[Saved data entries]

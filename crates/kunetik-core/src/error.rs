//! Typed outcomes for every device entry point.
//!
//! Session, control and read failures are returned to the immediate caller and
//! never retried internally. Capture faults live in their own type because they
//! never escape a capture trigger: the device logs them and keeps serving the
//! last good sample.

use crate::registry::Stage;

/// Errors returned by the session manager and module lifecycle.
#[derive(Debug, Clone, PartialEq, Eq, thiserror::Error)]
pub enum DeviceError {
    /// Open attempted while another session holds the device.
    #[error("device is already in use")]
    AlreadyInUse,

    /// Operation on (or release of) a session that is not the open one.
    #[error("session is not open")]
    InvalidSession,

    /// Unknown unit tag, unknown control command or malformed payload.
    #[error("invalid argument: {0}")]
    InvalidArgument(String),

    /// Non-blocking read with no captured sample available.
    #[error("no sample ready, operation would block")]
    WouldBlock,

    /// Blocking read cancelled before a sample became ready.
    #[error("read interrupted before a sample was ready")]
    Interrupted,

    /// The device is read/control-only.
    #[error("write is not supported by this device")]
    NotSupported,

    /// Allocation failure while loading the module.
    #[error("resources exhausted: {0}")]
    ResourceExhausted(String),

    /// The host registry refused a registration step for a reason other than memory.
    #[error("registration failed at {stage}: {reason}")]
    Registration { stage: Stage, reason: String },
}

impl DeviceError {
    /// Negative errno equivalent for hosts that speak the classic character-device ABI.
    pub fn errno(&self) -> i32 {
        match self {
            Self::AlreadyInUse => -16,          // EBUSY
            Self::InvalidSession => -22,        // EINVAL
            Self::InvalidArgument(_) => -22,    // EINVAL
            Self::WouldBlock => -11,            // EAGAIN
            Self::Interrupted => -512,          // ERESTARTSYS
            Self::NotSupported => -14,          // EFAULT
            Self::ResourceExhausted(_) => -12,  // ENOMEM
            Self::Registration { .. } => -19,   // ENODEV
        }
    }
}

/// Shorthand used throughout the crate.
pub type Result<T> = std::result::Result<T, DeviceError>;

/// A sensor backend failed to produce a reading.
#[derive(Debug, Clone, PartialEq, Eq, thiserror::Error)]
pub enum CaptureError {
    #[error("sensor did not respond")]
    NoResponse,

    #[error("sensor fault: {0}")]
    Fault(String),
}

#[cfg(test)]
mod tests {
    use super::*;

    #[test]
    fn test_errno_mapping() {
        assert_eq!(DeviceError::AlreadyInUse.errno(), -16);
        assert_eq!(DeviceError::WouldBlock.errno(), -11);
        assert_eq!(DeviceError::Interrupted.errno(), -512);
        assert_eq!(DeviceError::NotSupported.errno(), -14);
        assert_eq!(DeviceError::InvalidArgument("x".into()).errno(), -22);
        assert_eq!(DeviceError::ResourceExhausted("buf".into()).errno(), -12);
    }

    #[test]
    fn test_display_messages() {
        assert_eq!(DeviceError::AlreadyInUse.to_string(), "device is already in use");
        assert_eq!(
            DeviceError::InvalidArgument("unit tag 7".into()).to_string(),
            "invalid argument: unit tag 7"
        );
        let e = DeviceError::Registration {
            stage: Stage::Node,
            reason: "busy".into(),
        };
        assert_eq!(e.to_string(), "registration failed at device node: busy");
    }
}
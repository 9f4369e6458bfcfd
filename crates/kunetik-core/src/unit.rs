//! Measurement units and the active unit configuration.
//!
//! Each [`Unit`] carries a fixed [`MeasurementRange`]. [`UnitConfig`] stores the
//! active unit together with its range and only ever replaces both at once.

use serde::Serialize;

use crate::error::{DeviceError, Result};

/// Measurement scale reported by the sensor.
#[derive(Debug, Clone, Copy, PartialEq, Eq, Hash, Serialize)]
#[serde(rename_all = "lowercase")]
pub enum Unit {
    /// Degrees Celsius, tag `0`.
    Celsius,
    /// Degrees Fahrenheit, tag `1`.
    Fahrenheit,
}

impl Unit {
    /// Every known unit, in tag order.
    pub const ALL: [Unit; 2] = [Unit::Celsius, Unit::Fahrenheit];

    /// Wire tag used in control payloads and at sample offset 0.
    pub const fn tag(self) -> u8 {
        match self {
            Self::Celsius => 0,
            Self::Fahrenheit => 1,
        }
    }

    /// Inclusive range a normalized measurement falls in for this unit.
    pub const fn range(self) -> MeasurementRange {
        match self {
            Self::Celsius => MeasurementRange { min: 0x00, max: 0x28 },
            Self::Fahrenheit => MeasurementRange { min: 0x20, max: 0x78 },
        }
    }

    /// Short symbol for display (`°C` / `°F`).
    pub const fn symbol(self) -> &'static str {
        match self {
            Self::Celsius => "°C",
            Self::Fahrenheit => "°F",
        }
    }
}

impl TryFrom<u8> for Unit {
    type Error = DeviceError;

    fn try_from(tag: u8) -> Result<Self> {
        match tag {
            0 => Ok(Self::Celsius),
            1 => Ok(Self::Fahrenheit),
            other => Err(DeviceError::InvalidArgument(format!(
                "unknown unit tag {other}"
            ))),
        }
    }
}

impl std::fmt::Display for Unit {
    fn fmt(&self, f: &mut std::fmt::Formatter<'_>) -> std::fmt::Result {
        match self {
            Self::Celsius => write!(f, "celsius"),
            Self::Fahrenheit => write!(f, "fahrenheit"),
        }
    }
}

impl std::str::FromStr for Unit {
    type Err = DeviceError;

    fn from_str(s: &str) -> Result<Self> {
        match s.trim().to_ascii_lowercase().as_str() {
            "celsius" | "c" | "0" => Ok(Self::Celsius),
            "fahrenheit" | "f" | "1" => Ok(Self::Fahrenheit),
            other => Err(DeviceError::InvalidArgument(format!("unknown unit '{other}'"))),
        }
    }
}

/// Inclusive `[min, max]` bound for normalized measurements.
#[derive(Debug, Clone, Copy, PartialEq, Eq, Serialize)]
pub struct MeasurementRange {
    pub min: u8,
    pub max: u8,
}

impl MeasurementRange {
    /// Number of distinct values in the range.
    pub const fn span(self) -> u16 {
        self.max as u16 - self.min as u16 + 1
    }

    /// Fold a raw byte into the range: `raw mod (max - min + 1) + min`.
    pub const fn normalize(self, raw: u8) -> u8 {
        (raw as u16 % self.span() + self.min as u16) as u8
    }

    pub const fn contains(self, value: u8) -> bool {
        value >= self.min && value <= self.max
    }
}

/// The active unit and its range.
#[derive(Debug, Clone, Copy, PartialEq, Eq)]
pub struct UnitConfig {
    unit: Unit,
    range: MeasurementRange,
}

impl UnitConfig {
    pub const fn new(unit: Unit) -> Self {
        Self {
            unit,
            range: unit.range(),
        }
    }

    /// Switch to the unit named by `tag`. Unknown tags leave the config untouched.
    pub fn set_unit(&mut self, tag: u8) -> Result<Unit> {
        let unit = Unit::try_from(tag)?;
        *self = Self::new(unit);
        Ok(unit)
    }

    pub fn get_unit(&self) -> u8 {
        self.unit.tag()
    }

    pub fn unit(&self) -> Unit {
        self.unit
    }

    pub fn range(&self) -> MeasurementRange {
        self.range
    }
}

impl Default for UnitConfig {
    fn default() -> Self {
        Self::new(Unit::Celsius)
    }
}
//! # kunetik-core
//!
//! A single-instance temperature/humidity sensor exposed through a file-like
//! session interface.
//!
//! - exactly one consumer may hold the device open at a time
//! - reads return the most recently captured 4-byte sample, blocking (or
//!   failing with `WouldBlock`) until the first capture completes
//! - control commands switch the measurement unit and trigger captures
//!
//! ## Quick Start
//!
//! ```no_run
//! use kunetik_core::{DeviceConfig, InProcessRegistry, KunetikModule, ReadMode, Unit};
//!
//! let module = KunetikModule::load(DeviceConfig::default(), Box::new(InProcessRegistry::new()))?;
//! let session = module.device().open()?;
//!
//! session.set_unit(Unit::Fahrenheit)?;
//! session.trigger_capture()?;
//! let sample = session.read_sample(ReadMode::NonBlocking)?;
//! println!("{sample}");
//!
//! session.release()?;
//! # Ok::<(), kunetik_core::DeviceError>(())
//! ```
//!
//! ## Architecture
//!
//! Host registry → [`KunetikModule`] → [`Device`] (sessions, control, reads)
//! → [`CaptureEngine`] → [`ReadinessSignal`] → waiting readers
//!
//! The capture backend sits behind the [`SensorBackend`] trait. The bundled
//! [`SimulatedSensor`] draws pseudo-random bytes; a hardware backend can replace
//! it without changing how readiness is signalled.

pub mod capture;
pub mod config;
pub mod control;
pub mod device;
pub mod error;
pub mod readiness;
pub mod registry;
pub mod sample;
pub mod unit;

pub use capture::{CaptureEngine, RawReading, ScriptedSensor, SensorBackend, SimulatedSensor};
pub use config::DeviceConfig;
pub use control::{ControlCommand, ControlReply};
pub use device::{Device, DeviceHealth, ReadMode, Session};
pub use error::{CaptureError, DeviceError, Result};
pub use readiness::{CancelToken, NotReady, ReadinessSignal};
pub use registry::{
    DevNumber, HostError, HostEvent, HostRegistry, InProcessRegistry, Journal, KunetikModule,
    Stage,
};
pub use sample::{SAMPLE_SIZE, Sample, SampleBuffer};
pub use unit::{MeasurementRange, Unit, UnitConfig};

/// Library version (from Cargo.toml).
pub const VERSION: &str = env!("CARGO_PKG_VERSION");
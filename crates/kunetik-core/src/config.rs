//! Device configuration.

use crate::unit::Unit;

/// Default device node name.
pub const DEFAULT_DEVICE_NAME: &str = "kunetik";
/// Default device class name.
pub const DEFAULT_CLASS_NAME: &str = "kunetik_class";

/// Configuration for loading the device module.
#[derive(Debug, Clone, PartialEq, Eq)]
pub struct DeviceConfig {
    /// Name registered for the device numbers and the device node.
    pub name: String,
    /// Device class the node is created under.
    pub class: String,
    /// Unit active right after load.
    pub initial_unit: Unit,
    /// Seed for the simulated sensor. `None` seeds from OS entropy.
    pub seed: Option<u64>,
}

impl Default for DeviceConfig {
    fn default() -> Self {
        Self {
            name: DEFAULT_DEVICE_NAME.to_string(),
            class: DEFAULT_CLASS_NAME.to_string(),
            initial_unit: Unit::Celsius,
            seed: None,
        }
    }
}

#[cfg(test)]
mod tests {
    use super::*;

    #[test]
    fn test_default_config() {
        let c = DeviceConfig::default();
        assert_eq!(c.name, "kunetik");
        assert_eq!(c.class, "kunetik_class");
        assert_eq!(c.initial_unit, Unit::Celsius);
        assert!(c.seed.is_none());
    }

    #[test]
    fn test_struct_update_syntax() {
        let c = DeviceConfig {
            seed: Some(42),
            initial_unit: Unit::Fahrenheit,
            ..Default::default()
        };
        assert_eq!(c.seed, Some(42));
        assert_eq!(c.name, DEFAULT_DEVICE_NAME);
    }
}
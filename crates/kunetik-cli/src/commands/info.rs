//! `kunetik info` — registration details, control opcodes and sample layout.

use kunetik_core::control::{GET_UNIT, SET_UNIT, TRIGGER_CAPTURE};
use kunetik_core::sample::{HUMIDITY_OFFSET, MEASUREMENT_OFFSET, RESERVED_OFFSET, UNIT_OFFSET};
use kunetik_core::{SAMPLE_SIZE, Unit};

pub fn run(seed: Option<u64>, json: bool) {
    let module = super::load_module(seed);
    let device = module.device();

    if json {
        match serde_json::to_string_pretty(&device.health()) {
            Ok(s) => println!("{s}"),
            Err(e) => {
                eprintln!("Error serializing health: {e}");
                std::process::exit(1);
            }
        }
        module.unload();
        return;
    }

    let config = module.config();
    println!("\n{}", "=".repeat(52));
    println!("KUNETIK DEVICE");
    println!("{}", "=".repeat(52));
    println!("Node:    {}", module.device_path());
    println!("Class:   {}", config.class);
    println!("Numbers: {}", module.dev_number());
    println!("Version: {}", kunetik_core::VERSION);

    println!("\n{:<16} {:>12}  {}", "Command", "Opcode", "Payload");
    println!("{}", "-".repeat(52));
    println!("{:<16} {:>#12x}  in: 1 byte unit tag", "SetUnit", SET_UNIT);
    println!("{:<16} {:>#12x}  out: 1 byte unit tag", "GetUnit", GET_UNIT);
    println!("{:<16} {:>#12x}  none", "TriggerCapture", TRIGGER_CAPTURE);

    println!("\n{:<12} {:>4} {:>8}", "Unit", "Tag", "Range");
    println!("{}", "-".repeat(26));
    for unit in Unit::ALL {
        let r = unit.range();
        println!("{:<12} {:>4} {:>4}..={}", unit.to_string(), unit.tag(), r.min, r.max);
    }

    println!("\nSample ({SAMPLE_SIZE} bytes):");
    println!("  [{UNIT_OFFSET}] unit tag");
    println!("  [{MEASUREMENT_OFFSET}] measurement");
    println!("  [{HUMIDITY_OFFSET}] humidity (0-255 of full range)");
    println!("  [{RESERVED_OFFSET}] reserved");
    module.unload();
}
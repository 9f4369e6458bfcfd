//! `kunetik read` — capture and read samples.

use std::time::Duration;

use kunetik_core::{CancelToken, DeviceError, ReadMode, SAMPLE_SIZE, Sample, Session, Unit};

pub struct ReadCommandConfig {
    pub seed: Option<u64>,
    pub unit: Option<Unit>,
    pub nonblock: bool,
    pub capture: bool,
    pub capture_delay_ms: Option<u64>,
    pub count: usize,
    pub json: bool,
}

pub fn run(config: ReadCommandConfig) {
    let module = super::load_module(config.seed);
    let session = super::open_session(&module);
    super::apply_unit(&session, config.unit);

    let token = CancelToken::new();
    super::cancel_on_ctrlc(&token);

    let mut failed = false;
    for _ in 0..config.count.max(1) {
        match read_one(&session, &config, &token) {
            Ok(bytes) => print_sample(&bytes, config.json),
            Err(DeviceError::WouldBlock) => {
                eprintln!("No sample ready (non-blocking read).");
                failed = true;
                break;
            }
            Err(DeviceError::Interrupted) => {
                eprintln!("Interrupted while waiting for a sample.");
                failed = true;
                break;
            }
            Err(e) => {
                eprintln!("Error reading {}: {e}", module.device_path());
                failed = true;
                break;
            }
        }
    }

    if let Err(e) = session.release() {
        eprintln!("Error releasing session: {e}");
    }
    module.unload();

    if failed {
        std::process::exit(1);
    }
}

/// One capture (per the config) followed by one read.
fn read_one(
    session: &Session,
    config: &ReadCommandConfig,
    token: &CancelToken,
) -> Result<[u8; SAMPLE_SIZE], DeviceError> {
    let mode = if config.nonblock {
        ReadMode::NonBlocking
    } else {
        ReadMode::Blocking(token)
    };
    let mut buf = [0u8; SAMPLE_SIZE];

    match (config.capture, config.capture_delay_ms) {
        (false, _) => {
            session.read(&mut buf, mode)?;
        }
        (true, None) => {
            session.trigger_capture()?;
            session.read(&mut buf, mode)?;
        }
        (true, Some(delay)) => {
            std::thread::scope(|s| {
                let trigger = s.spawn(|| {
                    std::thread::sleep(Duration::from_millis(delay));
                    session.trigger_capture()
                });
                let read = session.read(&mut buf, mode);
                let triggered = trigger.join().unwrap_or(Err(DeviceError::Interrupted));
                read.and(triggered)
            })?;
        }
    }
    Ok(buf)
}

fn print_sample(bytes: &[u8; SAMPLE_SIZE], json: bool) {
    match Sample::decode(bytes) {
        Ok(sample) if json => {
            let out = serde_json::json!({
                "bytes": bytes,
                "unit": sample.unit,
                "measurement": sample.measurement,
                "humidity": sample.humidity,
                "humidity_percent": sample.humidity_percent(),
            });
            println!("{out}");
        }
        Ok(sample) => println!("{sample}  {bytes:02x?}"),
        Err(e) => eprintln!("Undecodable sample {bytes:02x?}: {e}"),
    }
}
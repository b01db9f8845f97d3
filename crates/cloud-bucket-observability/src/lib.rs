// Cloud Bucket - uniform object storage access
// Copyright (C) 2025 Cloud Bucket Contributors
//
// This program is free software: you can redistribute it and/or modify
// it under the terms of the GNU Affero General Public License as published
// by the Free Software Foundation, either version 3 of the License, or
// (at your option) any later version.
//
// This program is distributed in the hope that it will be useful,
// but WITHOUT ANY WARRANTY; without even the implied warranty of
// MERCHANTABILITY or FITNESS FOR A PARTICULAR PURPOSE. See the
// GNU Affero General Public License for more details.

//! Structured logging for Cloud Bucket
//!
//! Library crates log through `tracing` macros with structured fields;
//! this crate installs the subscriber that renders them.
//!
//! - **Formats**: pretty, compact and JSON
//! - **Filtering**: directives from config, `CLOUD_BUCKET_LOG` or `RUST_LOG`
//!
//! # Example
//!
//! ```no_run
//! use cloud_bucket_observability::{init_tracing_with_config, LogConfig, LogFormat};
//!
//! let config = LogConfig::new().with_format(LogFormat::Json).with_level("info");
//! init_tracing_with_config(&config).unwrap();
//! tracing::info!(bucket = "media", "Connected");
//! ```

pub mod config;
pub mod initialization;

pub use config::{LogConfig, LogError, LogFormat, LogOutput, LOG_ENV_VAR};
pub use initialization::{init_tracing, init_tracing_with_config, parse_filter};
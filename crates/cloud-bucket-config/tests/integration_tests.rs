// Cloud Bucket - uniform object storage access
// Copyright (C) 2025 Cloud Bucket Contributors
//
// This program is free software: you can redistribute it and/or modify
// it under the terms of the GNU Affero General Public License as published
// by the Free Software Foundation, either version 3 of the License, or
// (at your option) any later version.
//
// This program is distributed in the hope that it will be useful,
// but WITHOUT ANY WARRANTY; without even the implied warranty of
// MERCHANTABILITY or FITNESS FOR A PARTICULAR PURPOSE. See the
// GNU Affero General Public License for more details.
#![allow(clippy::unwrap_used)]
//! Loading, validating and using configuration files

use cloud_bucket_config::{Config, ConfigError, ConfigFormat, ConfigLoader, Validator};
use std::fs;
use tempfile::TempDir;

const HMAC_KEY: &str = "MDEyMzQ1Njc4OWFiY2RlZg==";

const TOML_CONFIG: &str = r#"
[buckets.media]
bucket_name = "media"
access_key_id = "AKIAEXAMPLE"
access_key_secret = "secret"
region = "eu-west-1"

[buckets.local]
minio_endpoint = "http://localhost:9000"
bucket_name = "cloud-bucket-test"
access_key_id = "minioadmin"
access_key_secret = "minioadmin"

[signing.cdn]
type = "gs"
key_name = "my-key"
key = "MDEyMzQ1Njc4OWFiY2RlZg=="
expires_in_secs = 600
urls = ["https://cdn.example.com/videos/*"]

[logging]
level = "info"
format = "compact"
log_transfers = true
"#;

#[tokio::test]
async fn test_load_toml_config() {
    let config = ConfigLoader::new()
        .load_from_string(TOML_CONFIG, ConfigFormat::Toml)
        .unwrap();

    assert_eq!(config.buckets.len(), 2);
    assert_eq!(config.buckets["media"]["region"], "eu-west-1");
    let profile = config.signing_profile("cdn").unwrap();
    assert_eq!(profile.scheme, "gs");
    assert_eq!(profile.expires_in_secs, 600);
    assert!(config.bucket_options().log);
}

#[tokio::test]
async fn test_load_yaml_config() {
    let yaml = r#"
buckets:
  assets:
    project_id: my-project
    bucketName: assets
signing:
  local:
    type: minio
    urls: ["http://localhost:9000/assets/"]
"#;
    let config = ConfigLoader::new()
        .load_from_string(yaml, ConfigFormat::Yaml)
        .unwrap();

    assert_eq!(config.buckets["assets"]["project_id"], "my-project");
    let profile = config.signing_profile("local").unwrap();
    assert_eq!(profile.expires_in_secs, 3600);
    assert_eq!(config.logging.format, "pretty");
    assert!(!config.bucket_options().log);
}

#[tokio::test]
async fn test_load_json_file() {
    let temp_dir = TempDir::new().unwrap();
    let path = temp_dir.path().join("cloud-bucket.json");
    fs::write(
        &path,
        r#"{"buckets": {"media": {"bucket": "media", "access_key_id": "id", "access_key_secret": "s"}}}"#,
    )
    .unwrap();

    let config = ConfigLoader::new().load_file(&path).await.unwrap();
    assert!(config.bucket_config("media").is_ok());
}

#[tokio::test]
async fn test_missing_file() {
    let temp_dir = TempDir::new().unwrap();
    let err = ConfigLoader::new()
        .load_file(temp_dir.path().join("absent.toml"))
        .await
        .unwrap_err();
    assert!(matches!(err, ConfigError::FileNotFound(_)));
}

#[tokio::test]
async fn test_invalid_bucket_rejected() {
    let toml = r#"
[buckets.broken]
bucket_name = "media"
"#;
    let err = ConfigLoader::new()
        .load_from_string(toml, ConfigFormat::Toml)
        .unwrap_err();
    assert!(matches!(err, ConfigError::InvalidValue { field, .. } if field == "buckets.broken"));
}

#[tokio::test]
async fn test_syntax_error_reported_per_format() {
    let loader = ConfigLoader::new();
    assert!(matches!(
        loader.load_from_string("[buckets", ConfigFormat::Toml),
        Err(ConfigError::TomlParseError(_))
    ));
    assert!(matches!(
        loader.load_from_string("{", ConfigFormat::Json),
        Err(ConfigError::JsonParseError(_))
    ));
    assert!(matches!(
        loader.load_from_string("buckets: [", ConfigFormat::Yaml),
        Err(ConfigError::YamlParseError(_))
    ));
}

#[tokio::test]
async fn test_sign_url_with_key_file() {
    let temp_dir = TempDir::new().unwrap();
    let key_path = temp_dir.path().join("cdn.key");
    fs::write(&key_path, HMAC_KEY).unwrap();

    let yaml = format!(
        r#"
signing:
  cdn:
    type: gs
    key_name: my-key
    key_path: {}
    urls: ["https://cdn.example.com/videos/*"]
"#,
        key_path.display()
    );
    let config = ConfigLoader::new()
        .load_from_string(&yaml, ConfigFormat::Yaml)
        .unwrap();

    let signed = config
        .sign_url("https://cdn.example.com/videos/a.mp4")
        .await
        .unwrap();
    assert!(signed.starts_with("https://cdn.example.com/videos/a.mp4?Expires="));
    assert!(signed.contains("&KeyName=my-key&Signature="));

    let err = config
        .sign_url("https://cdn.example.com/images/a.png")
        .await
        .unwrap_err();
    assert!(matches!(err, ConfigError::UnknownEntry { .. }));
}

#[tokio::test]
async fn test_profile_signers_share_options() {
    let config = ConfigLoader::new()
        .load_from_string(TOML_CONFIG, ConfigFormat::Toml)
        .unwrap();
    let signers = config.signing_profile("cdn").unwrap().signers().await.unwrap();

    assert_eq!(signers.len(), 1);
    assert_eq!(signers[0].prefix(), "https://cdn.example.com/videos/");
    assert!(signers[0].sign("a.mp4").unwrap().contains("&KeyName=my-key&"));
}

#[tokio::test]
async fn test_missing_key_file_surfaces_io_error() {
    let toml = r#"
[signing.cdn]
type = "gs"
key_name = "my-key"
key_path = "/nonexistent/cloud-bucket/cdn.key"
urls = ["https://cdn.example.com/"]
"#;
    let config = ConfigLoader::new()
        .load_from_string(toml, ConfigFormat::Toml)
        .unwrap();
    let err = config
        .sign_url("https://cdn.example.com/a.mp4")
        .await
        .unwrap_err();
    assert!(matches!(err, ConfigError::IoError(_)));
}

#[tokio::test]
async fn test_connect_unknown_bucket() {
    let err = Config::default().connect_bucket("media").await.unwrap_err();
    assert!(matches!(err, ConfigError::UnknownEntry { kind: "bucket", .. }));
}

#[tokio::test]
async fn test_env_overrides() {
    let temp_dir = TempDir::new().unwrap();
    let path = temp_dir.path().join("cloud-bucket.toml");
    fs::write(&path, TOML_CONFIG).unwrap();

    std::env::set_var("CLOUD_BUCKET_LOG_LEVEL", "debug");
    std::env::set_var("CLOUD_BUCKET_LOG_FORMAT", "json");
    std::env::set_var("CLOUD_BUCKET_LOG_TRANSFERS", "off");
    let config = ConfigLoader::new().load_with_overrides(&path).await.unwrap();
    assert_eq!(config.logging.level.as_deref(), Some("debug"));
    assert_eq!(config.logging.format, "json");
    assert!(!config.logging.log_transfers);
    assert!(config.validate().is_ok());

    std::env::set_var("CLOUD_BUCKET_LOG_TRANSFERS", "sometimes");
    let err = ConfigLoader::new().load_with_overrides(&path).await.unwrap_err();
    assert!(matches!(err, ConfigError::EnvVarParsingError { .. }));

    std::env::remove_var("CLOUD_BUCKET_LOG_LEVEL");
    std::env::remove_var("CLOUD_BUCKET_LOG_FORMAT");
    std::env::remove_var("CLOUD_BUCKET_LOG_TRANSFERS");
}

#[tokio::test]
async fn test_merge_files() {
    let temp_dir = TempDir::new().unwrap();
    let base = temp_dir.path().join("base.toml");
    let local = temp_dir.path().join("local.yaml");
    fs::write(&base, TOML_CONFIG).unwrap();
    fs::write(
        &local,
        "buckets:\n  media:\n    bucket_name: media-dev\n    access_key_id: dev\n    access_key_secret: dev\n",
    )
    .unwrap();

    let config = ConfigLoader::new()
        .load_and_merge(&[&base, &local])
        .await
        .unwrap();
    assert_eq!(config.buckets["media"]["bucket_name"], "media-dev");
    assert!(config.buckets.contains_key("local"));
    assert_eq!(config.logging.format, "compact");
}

What is expected:
Starting with the first line of the records above, give back each line exactly until the line with "pub type Result<T>" has been given as well.

Solved exercise:
filename crates/kunetik-core/src/error.rs
//! Typed outcomes for every device entry point.
//!
//! Session, control and read failures are returned to the immediate caller and
//! never retried internally. Capture faults live in their own type because they
//! never escape a capture trigger: the device logs them and keeps serving the
//! last good sample.

use crate::registry::Stage;

/// Errors returned by the session manager and module lifecycle.
#[derive(Debug, Clone, PartialEq, Eq, thiserror::Error)]
pub enum DeviceError {
    /// Open attempted while another session holds the device.
    #[error("device is already in use")]
    AlreadyInUse,

    /// Operation on (or release of) a session that is not the open one.
    #[error("session is not open")]
    InvalidSession,

    /// Unknown unit tag, unknown control command or malformed payload.
    #[error("invalid argument: {0}")]
    InvalidArgument(String),

    /// Non-blocking read with no captured sample available.
    #[error("no sample ready, operation would block")]
    WouldBlock,

    /// Blocking read cancelled before a sample became ready.
    #[error("read interrupted before a sample was ready")]
    Interrupted,

    /// The device is read/control-only.
    #[error("write is not supported by this device")]
    NotSupported,

    /// Allocation failure while loading the module.
    #[error("resources exhausted: {0}")]
    ResourceExhausted(String),

    /// The host registry refused a registration step for a reason other than memory.
    #[error("registration failed at {stage}: {reason}")]
    Registration { stage: Stage, reason: String },
}

impl DeviceError {
    /// Negative errno equivalent for hosts that speak the classic character-device ABI.
    pub fn errno(&self) -> i32 {
        match self {
            Self::AlreadyInUse => -16,          // EBUSY
            Self::InvalidSession => -22,        // EINVAL
            Self::InvalidArgument(_) => -22,    // EINVAL
            Self::WouldBlock => -11,            // EAGAIN
            Self::Interrupted => -512,          // ERESTARTSYS
            Self::NotSupported => -14,          // EFAULT
            Self::ResourceExhausted(_) => -12,  // ENOMEM
            Self::Registration { .. } => -19,   // ENODEV
        }
    }
}

/// Shorthand used throughout the crate.
pub type Result<T> = std::result::Result<T, DeviceError>;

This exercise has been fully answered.